When the line containing "formula's (root node's)" appears in the entries below, begin printing there and stop after the line containing "for (id, v)"; print each of those lines exactly and no other line.

Saved entries:
----

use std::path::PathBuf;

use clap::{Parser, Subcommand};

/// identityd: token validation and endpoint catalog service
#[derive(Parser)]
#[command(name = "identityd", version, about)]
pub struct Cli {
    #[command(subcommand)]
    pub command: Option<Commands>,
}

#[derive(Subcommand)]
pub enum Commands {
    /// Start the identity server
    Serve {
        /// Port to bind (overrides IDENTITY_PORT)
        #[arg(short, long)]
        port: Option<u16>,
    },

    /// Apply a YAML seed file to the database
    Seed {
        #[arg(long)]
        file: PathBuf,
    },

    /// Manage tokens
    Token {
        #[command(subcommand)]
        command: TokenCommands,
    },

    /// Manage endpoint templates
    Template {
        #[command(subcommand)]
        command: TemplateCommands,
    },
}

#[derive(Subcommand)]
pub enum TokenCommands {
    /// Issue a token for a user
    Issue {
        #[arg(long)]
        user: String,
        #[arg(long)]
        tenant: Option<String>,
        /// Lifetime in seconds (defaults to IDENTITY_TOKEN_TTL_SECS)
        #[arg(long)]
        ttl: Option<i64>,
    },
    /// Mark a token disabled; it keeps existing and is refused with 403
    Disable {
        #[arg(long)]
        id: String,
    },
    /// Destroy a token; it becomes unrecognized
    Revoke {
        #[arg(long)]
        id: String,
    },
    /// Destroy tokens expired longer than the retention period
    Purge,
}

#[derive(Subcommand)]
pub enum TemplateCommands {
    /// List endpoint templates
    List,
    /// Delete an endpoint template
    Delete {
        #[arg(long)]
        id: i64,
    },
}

----

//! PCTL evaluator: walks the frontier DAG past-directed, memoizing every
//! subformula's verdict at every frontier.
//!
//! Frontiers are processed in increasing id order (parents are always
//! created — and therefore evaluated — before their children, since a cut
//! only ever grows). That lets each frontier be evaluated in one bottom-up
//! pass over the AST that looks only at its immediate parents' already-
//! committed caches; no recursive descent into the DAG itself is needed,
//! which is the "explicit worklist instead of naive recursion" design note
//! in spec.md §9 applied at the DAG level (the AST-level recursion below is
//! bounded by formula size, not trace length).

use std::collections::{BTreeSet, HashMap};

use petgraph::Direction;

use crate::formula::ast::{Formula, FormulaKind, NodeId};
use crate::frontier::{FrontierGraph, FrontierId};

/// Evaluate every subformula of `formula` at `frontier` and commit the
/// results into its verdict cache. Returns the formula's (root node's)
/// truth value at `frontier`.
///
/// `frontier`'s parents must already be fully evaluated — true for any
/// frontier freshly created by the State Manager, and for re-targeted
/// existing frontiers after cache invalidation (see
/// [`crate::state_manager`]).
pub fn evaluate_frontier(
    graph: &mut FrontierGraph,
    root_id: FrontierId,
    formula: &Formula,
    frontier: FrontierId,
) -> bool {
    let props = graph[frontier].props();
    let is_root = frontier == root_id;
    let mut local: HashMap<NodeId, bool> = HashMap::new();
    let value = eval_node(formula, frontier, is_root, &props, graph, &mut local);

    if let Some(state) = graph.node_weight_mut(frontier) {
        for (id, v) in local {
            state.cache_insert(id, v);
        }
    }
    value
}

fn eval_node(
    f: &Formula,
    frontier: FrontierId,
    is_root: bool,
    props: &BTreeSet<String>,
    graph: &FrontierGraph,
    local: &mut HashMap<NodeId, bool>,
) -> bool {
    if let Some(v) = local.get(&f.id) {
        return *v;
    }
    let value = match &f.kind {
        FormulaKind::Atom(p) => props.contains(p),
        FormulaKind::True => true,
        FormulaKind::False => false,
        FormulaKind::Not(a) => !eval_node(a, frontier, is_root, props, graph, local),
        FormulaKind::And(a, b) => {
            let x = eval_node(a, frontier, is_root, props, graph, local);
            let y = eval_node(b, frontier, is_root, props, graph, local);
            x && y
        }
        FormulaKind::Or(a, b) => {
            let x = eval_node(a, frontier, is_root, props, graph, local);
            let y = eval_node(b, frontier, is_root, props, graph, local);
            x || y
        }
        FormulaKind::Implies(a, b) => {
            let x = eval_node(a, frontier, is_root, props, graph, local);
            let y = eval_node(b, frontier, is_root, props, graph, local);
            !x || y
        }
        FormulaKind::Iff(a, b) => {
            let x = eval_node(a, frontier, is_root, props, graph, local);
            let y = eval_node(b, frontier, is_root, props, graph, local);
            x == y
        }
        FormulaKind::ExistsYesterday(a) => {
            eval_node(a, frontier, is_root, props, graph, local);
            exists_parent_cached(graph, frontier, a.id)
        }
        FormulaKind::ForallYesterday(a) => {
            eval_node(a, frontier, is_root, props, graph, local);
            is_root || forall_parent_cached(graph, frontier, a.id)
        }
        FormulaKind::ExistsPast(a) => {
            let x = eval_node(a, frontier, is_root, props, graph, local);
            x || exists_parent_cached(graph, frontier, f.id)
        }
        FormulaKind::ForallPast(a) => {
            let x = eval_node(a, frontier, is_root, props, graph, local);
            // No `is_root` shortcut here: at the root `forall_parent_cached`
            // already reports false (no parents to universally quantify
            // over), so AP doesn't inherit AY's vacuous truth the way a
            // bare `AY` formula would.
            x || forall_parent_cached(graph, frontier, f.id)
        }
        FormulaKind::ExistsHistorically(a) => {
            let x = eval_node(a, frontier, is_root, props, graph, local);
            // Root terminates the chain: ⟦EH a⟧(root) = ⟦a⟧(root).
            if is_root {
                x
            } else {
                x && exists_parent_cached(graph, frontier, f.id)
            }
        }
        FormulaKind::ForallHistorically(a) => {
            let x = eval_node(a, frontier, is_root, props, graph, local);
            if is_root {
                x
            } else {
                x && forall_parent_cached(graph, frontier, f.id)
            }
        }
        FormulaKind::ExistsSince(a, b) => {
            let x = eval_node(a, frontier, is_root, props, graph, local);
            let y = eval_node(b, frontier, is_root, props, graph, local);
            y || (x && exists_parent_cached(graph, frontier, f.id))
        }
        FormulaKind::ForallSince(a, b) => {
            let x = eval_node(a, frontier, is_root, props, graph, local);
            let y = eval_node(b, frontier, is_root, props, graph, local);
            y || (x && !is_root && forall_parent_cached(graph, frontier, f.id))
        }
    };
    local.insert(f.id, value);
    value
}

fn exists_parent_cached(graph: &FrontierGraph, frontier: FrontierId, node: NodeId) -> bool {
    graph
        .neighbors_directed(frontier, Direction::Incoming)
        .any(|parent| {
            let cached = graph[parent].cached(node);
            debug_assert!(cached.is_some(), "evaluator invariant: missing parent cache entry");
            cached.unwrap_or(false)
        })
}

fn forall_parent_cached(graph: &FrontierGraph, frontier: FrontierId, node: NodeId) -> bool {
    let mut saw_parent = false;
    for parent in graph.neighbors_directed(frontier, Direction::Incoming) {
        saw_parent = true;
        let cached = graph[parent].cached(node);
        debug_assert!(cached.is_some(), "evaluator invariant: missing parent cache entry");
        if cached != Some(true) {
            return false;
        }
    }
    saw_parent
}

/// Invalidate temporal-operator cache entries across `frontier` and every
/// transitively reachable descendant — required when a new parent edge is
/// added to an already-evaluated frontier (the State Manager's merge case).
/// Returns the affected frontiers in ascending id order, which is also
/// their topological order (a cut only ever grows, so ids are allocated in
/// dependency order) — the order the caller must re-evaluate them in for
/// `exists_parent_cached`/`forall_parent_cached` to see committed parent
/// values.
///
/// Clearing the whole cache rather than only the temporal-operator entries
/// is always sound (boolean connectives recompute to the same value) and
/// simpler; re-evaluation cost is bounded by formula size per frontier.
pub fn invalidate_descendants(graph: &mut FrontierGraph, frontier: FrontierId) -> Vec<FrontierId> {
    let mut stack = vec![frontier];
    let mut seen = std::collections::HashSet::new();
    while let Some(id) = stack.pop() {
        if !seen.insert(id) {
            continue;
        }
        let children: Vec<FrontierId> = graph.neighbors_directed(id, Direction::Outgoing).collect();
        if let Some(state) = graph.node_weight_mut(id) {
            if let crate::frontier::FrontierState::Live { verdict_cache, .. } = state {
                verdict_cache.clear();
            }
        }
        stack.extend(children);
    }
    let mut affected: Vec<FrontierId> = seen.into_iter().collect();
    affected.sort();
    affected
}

----

§ **RESULT FOR THIS EXERCISE**
/// results into its verdict cache. Returns the formula's (root node's)
/// truth value at `frontier`.
///
/// `frontier`'s parents must already be fully evaluated — true for any
/// frontier freshly created by the State Manager, and for re-targeted
/// existing frontiers after cache invalidation (see
/// [`crate::state_manager`]).
pub fn evaluate_frontier(
    graph: &mut FrontierGraph,
    root_id: FrontierId,
    formula: &Formula,
    frontier: FrontierId,
) -> bool {
    let props = graph[frontier].props();
    let is_root = frontier == root_id;
    let mut local: HashMap<NodeId, bool> = HashMap::new();
    let value = eval_node(formula, frontier, is_root, &props, graph, &mut local);

    if let Some(state) = graph.node_weight_mut(frontier) {
        for (id, v) in local {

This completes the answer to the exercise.